Closed handrews closed 5 months ago

handrews commented 6 months ago

I started documenting my understanding of our process after @miqui's question today about how we were going to resolve the various discussions. I realized we needed a bit more detail than "ADRs!" since not everyone is familiar with them, and even then it's not quite clear how we're getting from a pile of discussions to a spec and how ADRs fit in.

Note: You can see the rendered changes on my branch in my fork.

The obvious place to put this would be the repository's README. But the README was already used for the initial Moonwalk proposal... except that we're now focusing on ADRs and only using those proposals as a reference point. As @darrelmiller noted when I asked last week about how references could be either objects or arrays of references in the original README, and how references were just strings in the Deployments proposal, those proposals weren't really intended as formal documents. And we're not deciding things by opening PRs on them.

So... I took the possibly controversial approach of moving all of the documents and examples from the root to a /doc/initial-proposals tree parallel to the /doc/architecture tree. I feel like this approach preserves the state of those proposals (the internal links still work) while acknowledging that they're not necessarily accepted in the ADR sense.

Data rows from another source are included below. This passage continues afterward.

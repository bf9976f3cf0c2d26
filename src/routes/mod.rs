pub mod health;
pub mod playlist;
pub mod xtream;

use axum::{http::StatusCode, Json};

/// Error half of every handler result: status plus `{"error": "..."}`
pub type ApiError = (StatusCode, Json<serde_json::Value>);

pub(crate) fn api_error(status: StatusCode, message: impl Into<String>) -> ApiError {
    (
        status,
        Json(serde_json::json!({ "error": message.into() })),
    )
}

#[cfg(test)]
pub(crate) mod test_support {
    use axum::{
        body::{to_bytes, Body},
        http::{Request, StatusCode},
        Router,
    };
    use std::sync::Arc;
    use tower::ServiceExt;

    use crate::config::Config;
    use crate::{build_router, AppState};

    pub fn app() -> Router {
        let config = Config {
            max_retries: 0,
            fetch_timeout_ms: 5_000,
            ..Config::default()
        };
        let state = AppState::new(config).expect("state");
        build_router(Arc::new(state))
    }

    /// POST `body` as JSON and return status plus raw response body
    pub async fn post_json(uri: &str, body: serde_json::Value) -> (StatusCode, Vec<u8>) {
        let request = Request::builder()
            .method("POST")
            .uri(uri)
            .header("content-type", "application/json")
            .body(Body::from(body.to_string()))
            .unwrap();

        let response = app().oneshot(request).await.unwrap();
        let status = response.status();
        let bytes = to_bytes(response.into_body(), usize::MAX).await.unwrap();
        (status, bytes.to_vec())
    }
}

As we accept more ADRs, we'd either need to keep the proposal-README updated with a mix of accepted and tentative syntax, or just let things get increasingly out of sync. That doesn't seem ideal to me. Originally, we needed a proposal in the README to build excitement, but Moonwalk is pretty well established as a project now, so asking folks to click a bit more shouldn't be too burdensome, and shows more clearly where the work is happening.

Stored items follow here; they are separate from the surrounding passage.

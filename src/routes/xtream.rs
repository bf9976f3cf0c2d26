//! Xtream Codes Routes
//!
//! Fetch the live stream list of an Xtream account and hand it back as a
//! playlist.

use axum::{extract::State, http::StatusCode, response::IntoResponse, Json};
use std::sync::Arc;

use super::{api_error, ApiError};
use crate::models::{Playlist, XtreamLiveRequest};
use crate::services::xtream::{XtreamClient, XtreamClientOptions, XtreamCredentials};
use crate::AppState;

/// Fetch live streams with a short-lived client, closing it afterwards
pub(crate) async fn fetch_live_playlist(
    state: &AppState,
    creds: &XtreamCredentials,
) -> Result<Playlist, ApiError> {
    let options = XtreamClientOptions::from_config(&state.config);
    let client = XtreamClient::from_credentials(creds, &options).map_err(|e| {
        tracing::error!("Failed to create Xtream client: {}", e);
        api_error(StatusCode::INTERNAL_SERVER_ERROR, "Internal error")
    })?;

    let result = client.get_live_streams().await;
    client.close();

    result.map_err(|e| {
        tracing::error!("Xtream API error: {}", e);
        api_error(StatusCode::BAD_GATEWAY, format!("Xtream API error: {}", e))
    })
}

/// POST /api/xtream/live
pub async fn get_live_streams(
    State(state): State<Arc<AppState>>,
    Json(payload): Json<XtreamLiveRequest>,
) -> Result<impl IntoResponse, ApiError> {
    if payload.server.is_empty() || !payload.server.starts_with("http") {
        return Err(api_error(StatusCode::BAD_REQUEST, "Invalid server URL"));
    }

    let creds = XtreamCredentials::new(payload.server, payload.username, payload.password);
    let playlist = fetch_live_playlist(&state, &creds).await?;

    Ok(Json(playlist))
}

#[cfg(test)]
mod tests {
    use super::*;
    use crate::routes::test_support::post_json;
    use wiremock::matchers::{method, path, query_param};
    use wiremock::{Mock, MockServer, ResponseTemplate};

    #[tokio::test]
    async fn test_live_streams_route() {
        let server = MockServer::start().await;
        Mock::given(method("GET"))
            .and(path("/player_api.php"))
            .and(query_param("action", "get_live_streams"))
            .respond_with(
                ResponseTemplate::new(200)
                    .set_body_string(r#"[{"name":"CNN","stream_id":101,"category_id":"News"}]"#),
            )
            .mount(&server)
            .await;

        let (status, body) = post_json(
            "/api/xtream/live",
            serde_json::json!({"server": server.uri(), "username": "u", "password": "p"}),
        )
        .await;

        assert_eq!(status, StatusCode::OK);
        let playlist: Playlist = serde_json::from_slice(&body).unwrap();
        assert_eq!(playlist.name, "XStream Playlist");
        assert_eq!(playlist.channels[0].url, format!("{}/live/u/p/101.m3u8", server.uri()));
    }

    #[tokio::test]
    async fn test_live_streams_upstream_failure() {
        let server = MockServer::start().await;
        Mock::given(method("GET"))
            .respond_with(ResponseTemplate::new(503))
            .mount(&server)
            .await;

        let (status, body) = post_json(
            "/api/xtream/live",
            serde_json::json!({"server": server.uri(), "username": "u", "password": "p"}),
        )
        .await;

        assert_eq!(status, StatusCode::BAD_GATEWAY);
        let error: serde_json::Value = serde_json::from_slice(&body).unwrap();
        assert!(error["error"].as_str().unwrap().contains("503"));
    }

    #[tokio::test]
    async fn test_live_streams_rejects_bad_server() {
        let (status, _) = post_json(
            "/api/xtream/live",
            serde_json::json!({"server": "ftp://x", "username": "u", "password": "p"}),
        )
        .await;

        assert_eq!(status, StatusCode::BAD_REQUEST);
    }
}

The new README prominently links to the proposals under the "Contributing" section, and also features a condensed form of the principles from the blog post (I also removed the note that had been added to the original README about the blog post). I think the only other file that got linked to was Deployments.md, and I'll go update links in the discussions if this is accepted.

While I think this is an improvement, I'm not at all attached to it and wrote it very quickly. I'm happy to rework it or abandon it entirely if it doesn't seem like the right move.